From the records below, transcribe only the lines running from the one with "pub fn features(observation: &RinkObservation)" through the one with "assert_eq!(disc.index(&[0.0, 0.0]), 0);". Keep both of those end lines.

◆ Collected data

===

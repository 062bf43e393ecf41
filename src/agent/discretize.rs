//! Mapping observations onto Q-table rows.

use crate::env::air_hockey::RinkObservation;
use crate::env::mountain_car::{CarState, MAX_POSITION, MAX_SPEED, MIN_POSITION};

/// Turns an environment observation into a table row index.
pub trait StateEncoder<O> {
    fn n_states(&self) -> usize;

    fn encode(&self, observation: &O) -> usize;
}

/// Uniform bins over `[low, high]`. Values outside the range fall into the
/// edge bins.
#[derive(Debug, Clone, Copy, PartialEq)]
pub struct Bins {
    pub low: f64,
    pub high: f64,
    pub count: usize,
}

impl Bins {
    pub fn new(low: f64, high: f64, count: usize) -> Self {
        Self {
            low,
            high,
            count: count.max(1),
        }
    }

    #[allow(
        clippy::cast_possible_truncation,
        clippy::cast_sign_loss,
        clippy::cast_precision_loss
    )]
    pub fn index(&self, value: f64) -> usize {
        if !value.is_finite() || self.high <= self.low {
            return 0;
        }
        let t = ((value - self.low) / (self.high - self.low)).clamp(0.0, 1.0);
        ((t * self.count as f64) as usize).min(self.count - 1)
    }
}

/// Mixed-radix product of per-dimension bins.
#[derive(Debug, Clone, PartialEq)]
pub struct Discretizer {
    dims: Vec<Bins>,
}

impl Discretizer {
    pub fn new(dims: Vec<Bins>) -> Self {
        Self { dims }
    }

    pub fn n_states(&self) -> usize {
        self.dims.iter().map(|b| b.count).product()
    }

    /// Row index for a point with one coordinate per dimension.
    pub fn index(&self, point: &[f64]) -> usize {
        self.dims
            .iter()
            .zip(point)
            .fold(0, |acc, (bins, &value)| acc * bins.count + bins.index(value))
    }
}

/// Position × velocity grid for the mountain car.
#[derive(Debug, Clone, PartialEq)]
pub struct CarEncoder(Discretizer);

impl CarEncoder {
    pub fn new(position_bins: usize, velocity_bins: usize) -> Self {
        Self(Discretizer::new(vec![
            Bins::new(MIN_POSITION, MAX_POSITION, position_bins),
            Bins::new(-MAX_SPEED, MAX_SPEED, velocity_bins),
        ]))
    }
}

impl StateEncoder<CarState> for CarEncoder {
    fn n_states(&self) -> usize {
        self.0.n_states()
    }

    fn encode(&self, observation: &CarState) -> usize {
        self.0.index(&[observation.position, observation.velocity])
    }
}

/// Frozen lake observations are already tile indices.
#[derive(Debug, Clone, Copy, PartialEq, Eq)]
pub struct LakeEncoder {
    pub tiles: usize,
}

impl StateEncoder<usize> for LakeEncoder {
    fn n_states(&self) -> usize {
        self.tiles
    }

    fn encode(&self, observation: &usize) -> usize {
        (*observation).min(self.tiles.saturating_sub(1))
    }
}

/// Ball position relative to the agent paddle, ball velocity, and the
/// paddle's depth in its own half.
#[derive(Debug, Clone, PartialEq)]
pub struct RinkEncoder(Discretizer);

impl Default for RinkEncoder {
    fn default() -> Self {
        Self(Discretizer::new(vec![
            Bins::new(-0.5, 0.5, 7),  // ball x - paddle x
            Bins::new(-0.25, 0.75, 7), // ball y - paddle y
            Bins::new(-0.3, 0.3, 3),  // ball vx
            Bins::new(-0.3, 0.3, 3),  // ball vy
            Bins::new(0.0, 0.5, 3),   // paddle y
        ]))
    }
}

impl RinkEncoder {
    /// Feature vector fed to the bins.
    pub fn features(observation: &RinkObservation) -> [f64; 5] {
        [
            observation.ball_x - observation.agent_x,
            observation.ball_y - observation.agent_y,
            observation.ball_vx,
            observation.ball_vy,
            observation.agent_y,
        ]
    }
}

impl StateEncoder<RinkObservation> for RinkEncoder {
    fn n_states(&self) -> usize {
        self.0.n_states()
    }

    fn encode(&self, observation: &RinkObservation) -> usize {
        self.0.index(&Self::features(observation))
    }
}

#[cfg(test)]
mod tests {
    use super::*;

    #[test]
    fn test_bins_clamp_out_of_range() {
        let bins = Bins::new(0.0, 1.0, 4);
        assert_eq!(bins.index(-5.0), 0);
        assert_eq!(bins.index(0.0), 0);
        assert_eq!(bins.index(0.3), 1);
        assert_eq!(bins.index(0.99), 3);
        assert_eq!(bins.index(1.0), 3);
        assert_eq!(bins.index(7.0), 3);
        assert_eq!(bins.index(f64::NAN), 0);
    }

    #[test]
    fn test_discretizer_is_mixed_radix() {
        let disc = Discretizer::new(vec![Bins::new(0.0, 1.0, 3), Bins::new(0.0, 1.0, 5)]);
        assert_eq!(disc.n_states(), 15);
        assert_eq!(disc.index(&[0.0, 0.0]), 0);
        assert_eq!(disc.index(&[0.0, 1.0]), 4);
        assert_eq!(disc.index(&[1.0, 0.0]), 10);
        assert_eq!(disc.index(&[1.0, 1.0]), 14);
    }

    #[test]
    fn test_car_encoder_covers_state_space() {
        let encoder = CarEncoder::new(20, 20);
        assert_eq!(encoder.n_states(), 400);
        let corner = CarState {
            position: MAX_POSITION,
            velocity: MAX_SPEED,
        };
        assert_eq!(encoder.encode(&corner), 399);
        let origin = CarState {
            position: MIN_POSITION,
            velocity: -MAX_SPEED,
        };
        assert_eq!(encoder.encode(&origin), 0);
    }

    #[test]
    fn test_rink_encoder_stays_in_range() {
        let encoder = RinkEncoder::default();
        let n = encoder.n_states();
        assert_eq!(n, 7 * 7 * 3 * 3 * 3);
        let extremes = [
            RinkObservation::default(),
            RinkObservation {
                ball_x: 2.0,
                ball_y: -1.0,
                ball_vx: 9.0,
                ball_vy: -9.0,
                agent_x: 0.0,
                agent_y: 1.0,
                opponent_x: 0.5,
                opponent_y: 0.9,
            },
        ];
        for obs in extremes {
            assert!(encoder.encode(&obs) < n);
        }
    }

    #[test]
    fn test_lake_encoder_identity() {
        let encoder = LakeEncoder { tiles: 16 };
        assert_eq!(encoder.encode(&5), 5);
        assert_eq!(encoder.encode(&99), 15);
    }
}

===

◆ REPLY
    pub fn features(observation: &RinkObservation) -> [f64; 5] {
        [
            observation.ball_x - observation.agent_x,
            observation.ball_y - observation.agent_y,
            observation.ball_vx,
            observation.ball_vy,
            observation.agent_y,
        ]
    }
}

impl StateEncoder<RinkObservation> for RinkEncoder {
    fn n_states(&self) -> usize {
        self.0.n_states()
    }

    fn encode(&self, observation: &RinkObservation) -> usize {
        self.0.index(&Self::features(observation))
    }
}

#[cfg(test)]
mod tests {
    use super::*;

    #[test]
    fn test_bins_clamp_out_of_range() {
        let bins = Bins::new(0.0, 1.0, 4);
        assert_eq!(bins.index(-5.0), 0);
        assert_eq!(bins.index(0.0), 0);
        assert_eq!(bins.index(0.3), 1);
        assert_eq!(bins.index(0.99), 3);
        assert_eq!(bins.index(1.0), 3);
        assert_eq!(bins.index(7.0), 3);
        assert_eq!(bins.index(f64::NAN), 0);
    }

    #[test]
    fn test_discretizer_is_mixed_radix() {
        let disc = Discretizer::new(vec![Bins::new(0.0, 1.0, 3), Bins::new(0.0, 1.0, 5)]);
        assert_eq!(disc.n_states(), 15);
        assert_eq!(disc.index(&[0.0, 0.0]), 0);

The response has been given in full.